• **Records for processing**:
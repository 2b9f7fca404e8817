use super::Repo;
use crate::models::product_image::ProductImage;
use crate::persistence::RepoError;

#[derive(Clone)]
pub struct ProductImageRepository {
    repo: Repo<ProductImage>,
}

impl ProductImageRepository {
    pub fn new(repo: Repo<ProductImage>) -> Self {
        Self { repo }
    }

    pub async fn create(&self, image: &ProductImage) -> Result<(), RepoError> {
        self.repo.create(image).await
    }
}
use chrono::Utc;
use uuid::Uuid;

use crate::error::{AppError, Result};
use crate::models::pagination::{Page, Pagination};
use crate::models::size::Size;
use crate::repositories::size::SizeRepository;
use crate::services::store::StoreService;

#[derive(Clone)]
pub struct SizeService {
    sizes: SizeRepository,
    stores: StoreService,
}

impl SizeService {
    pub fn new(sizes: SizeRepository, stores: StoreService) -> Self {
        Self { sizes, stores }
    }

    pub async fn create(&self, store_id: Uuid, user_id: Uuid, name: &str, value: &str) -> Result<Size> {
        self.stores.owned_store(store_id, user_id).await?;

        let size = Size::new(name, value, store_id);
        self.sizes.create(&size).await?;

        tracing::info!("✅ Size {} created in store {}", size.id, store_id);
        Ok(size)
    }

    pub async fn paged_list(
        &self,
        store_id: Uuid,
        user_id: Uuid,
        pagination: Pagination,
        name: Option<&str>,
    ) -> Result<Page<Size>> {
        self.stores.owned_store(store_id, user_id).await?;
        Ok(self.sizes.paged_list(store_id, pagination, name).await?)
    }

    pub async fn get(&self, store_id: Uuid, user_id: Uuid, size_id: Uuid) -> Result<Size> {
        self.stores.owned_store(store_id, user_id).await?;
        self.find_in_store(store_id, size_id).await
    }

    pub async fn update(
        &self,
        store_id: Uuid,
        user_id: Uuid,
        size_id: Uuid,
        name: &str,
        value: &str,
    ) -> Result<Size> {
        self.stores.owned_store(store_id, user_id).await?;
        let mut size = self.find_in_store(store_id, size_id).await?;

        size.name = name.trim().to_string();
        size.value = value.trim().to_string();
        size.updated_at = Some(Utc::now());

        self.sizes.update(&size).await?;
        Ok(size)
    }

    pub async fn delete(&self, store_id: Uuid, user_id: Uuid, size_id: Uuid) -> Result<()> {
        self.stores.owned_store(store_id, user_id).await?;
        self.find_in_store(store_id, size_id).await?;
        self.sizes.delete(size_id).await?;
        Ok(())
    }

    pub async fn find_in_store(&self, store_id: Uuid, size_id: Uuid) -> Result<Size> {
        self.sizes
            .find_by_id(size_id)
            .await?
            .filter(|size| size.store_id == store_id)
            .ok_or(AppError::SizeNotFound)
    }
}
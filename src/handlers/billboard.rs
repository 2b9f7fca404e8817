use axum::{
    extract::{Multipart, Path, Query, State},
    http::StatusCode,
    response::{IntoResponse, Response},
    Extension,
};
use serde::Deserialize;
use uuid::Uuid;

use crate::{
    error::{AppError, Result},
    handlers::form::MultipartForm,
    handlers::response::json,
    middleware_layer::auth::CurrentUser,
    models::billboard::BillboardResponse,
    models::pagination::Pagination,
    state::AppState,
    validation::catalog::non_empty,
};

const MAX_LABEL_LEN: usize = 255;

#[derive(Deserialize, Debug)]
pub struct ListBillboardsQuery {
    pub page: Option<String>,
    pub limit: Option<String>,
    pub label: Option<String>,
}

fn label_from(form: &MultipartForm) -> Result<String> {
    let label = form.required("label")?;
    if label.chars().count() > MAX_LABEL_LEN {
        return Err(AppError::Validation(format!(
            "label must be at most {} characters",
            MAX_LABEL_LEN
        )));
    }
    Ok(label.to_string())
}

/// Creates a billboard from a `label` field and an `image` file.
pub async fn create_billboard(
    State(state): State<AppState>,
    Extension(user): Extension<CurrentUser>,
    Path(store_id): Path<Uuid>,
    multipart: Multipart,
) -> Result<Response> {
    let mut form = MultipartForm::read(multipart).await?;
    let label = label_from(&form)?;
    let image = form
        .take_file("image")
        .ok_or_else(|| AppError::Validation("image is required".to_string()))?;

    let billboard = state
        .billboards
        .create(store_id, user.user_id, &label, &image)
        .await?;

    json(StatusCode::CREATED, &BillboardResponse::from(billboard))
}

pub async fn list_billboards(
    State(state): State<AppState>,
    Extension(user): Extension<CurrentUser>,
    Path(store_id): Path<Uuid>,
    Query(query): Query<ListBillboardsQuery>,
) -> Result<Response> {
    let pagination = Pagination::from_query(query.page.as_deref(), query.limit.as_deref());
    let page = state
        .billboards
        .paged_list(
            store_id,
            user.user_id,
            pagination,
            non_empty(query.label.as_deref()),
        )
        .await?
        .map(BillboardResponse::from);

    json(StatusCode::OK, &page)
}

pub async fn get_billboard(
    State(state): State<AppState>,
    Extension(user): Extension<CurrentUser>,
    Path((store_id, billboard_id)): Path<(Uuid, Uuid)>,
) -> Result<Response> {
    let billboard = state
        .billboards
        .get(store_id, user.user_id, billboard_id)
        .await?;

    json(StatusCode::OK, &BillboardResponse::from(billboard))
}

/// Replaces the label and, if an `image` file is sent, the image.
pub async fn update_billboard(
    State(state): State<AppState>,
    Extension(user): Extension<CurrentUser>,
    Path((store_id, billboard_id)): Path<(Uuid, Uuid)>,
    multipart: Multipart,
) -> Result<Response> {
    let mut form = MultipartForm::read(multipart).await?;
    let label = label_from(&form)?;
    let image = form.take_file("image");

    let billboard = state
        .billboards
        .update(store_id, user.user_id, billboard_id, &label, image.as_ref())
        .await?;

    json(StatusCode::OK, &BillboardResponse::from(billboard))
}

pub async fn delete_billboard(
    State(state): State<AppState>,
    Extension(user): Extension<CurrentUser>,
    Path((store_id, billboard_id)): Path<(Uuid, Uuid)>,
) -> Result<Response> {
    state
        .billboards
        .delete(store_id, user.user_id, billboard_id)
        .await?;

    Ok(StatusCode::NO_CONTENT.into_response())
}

• **Work instruction**: Output the records above precisely.

• **Response**:
repository 2b9f7fca404e8817
use super::Repo;
use crate::models::product_image::ProductImage;
use crate::persistence::RepoError;

#[derive(Clone)]
pub struct ProductImageRepository {
    repo: Repo<ProductImage>,
}

impl ProductImageRepository {
    pub fn new(repo: Repo<ProductImage>) -> Self {
        Self { repo }
    }

    pub async fn create(&self, image: &ProductImage) -> Result<(), RepoError> {
        self.repo.create(image).await
    }
}
use chrono::Utc;
use uuid::Uuid;

use crate::error::{AppError, Result};
use crate::models::pagination::{Page, Pagination};
use crate::models::size::Size;
use crate::repositories::size::SizeRepository;
use crate::services::store::StoreService;

#[derive(Clone)]
pub struct SizeService {
    sizes: SizeRepository,
    stores: StoreService,
}

impl SizeService {
    pub fn new(sizes: SizeRepository, stores: StoreService) -> Self {
        Self { sizes, stores }
    }

    pub async fn create(&self, store_id: Uuid, user_id: Uuid, name: &str, value: &str) -> Result<Size> {
        self.stores.owned_store(store_id, user_id).await?;

        let size = Size::new(name, value, store_id);
        self.sizes.create(&size).await?;

        tracing::info!("✅ Size {} created in store {}", size.id, store_id);
        Ok(size)
    }

    pub async fn paged_list(
        &self,
        store_id: Uuid,
        user_id: Uuid,
        pagination: Pagination,
        name: Option<&str>,
    ) -> Result<Page<Size>> {
        self.stores.owned_store(store_id, user_id).await?;
        Ok(self.sizes.paged_list(store_id, pagination, name).await?)
    }

    pub async fn get(&self, store_id: Uuid, user_id: Uuid, size_id: Uuid) -> Result<Size> {
        self.stores.owned_store(store_id, user_id).await?;
        self.find_in_store(store_id, size_id).await
    }

    pub async fn update(
        &self,
        store_id: Uuid,
        user_id: Uuid,
        size_id: Uuid,
        name: &str,
        value: &str,
    ) -> Result<Size> {
        self.stores.owned_store(store_id, user_id).await?;
        let mut size = self.find_in_store(store_id, size_id).await?;

        size.name = name.trim().to_string();
        size.value = value.trim().to_string();
        size.updated_at = Some(Utc::now());

        self.sizes.update(&size).await?;
        Ok(size)
    }

    pub async fn delete(&self, store_id: Uuid, user_id: Uuid, size_id: Uuid) -> Result<()> {
        self.stores.owned_store(store_id, user_id).await?;
        self.find_in_store(store_id, size_id).await?;
        self.sizes.delete(size_id).await?;
        Ok(())
    }

    pub async fn find_in_store(&self, store_id: Uuid, size_id: Uuid) -> Result<Size> {
        self.sizes
            .find_by_id(size_id)
            .await?
            .filter(|size| size.store_id == store_id)
            .ok_or(AppError::SizeNotFound)
    }
}
filename src/handlers/billboard.rs
repository 2b9f7fca404e8817
use axum::{
    extract::{Multipart, Path, Query, State},
    http::StatusCode,
    response::{IntoResponse, Response},
    Extension,
};
use serde::Deserialize;
use uuid::Uuid;

use crate::{
    error::{AppError, Result},
    handlers::form::MultipartForm,
    handlers::response::json,
    middleware_layer::auth::CurrentUser,
    models::billboard::BillboardResponse,
    models::pagination::Pagination,
    state::AppState,
    validation::catalog::non_empty,
};

const MAX_LABEL_LEN: usize = 255;

#[derive(Deserialize, Debug)]
pub struct ListBillboardsQuery {
    pub page: Option<String>,
    pub limit: Option<String>,
    pub label: Option<String>,
}

fn label_from(form: &MultipartForm) -> Result<String> {
    let label = form.required("label")?;
    if label.chars().count() > MAX_LABEL_LEN {
        return Err(AppError::Validation(format!(
            "label must be at most {} characters",
            MAX_LABEL_LEN
        )));
    }
    Ok(label.to_string())
}

/// Creates a billboard from a `label` field and an `image` file.
pub async fn create_billboard(
    State(state): State<AppState>,
    Extension(user): Extension<CurrentUser>,
    Path(store_id): Path<Uuid>,
    multipart: Multipart,
) -> Result<Response> {
    let mut form = MultipartForm::read(multipart).await?;
    let label = label_from(&form)?;
    let image = form
        .take_file("image")
        .ok_or_else(|| AppError::Validation("image is required".to_string()))?;

    let billboard = state
        .billboards
        .create(store_id, user.user_id, &label, &image)
        .await?;

    json(StatusCode::CREATED, &BillboardResponse::from(billboard))
}

pub async fn list_billboards(
    State(state): State<AppState>,
    Extension(user): Extension<CurrentUser>,
    Path(store_id): Path<Uuid>,
    Query(query): Query<ListBillboardsQuery>,
) -> Result<Response> {
    let pagination = Pagination::from_query(query.page.as_deref(), query.limit.as_deref());
    let page = state
        .billboards
        .paged_list(
            store_id,
            user.user_id,
            pagination,
            non_empty(query.label.as_deref()),
        )
        .await?
        .map(BillboardResponse::from);

    json(StatusCode::OK, &page)
}

pub async fn get_billboard(
    State(state): State<AppState>,
    Extension(user): Extension<CurrentUser>,
    Path((store_id, billboard_id)): Path<(Uuid, Uuid)>,
) -> Result<Response> {
    let billboard = state
        .billboards
        .get(store_id, user.user_id, billboard_id)
        .await?;

    json(StatusCode::OK, &BillboardResponse::from(billboard))
}

/// Replaces the label and, if an `image` file is sent, the image.
pub async fn update_billboard(
    State(state): State<AppState>,
    Extension(user): Extension<CurrentUser>,
    Path((store_id, billboard_id)): Path<(Uuid, Uuid)>,
    multipart: Multipart,
) -> Result<Response> {
    let mut form = MultipartForm::read(multipart).await?;
    let label = label_from(&form)?;
    let image = form.take_file("image");

    let billboard = state
        .billboards
        .update(store_id, user.user_id, billboard_id, &label, image.as_ref())
        .await?;

    json(StatusCode::OK, &BillboardResponse::from(billboard))
}

pub async fn delete_billboard(
    State(state): State<AppState>,
    Extension(user): Extension<CurrentUser>,
    Path((store_id, billboard_id)): Path<(Uuid, Uuid)>,
) -> Result<Response> {
    state
        .billboards
        .delete(store_id, user.user_id, billboard_id)
        .await?;

    Ok(StatusCode::NO_CONTENT.into_response())
}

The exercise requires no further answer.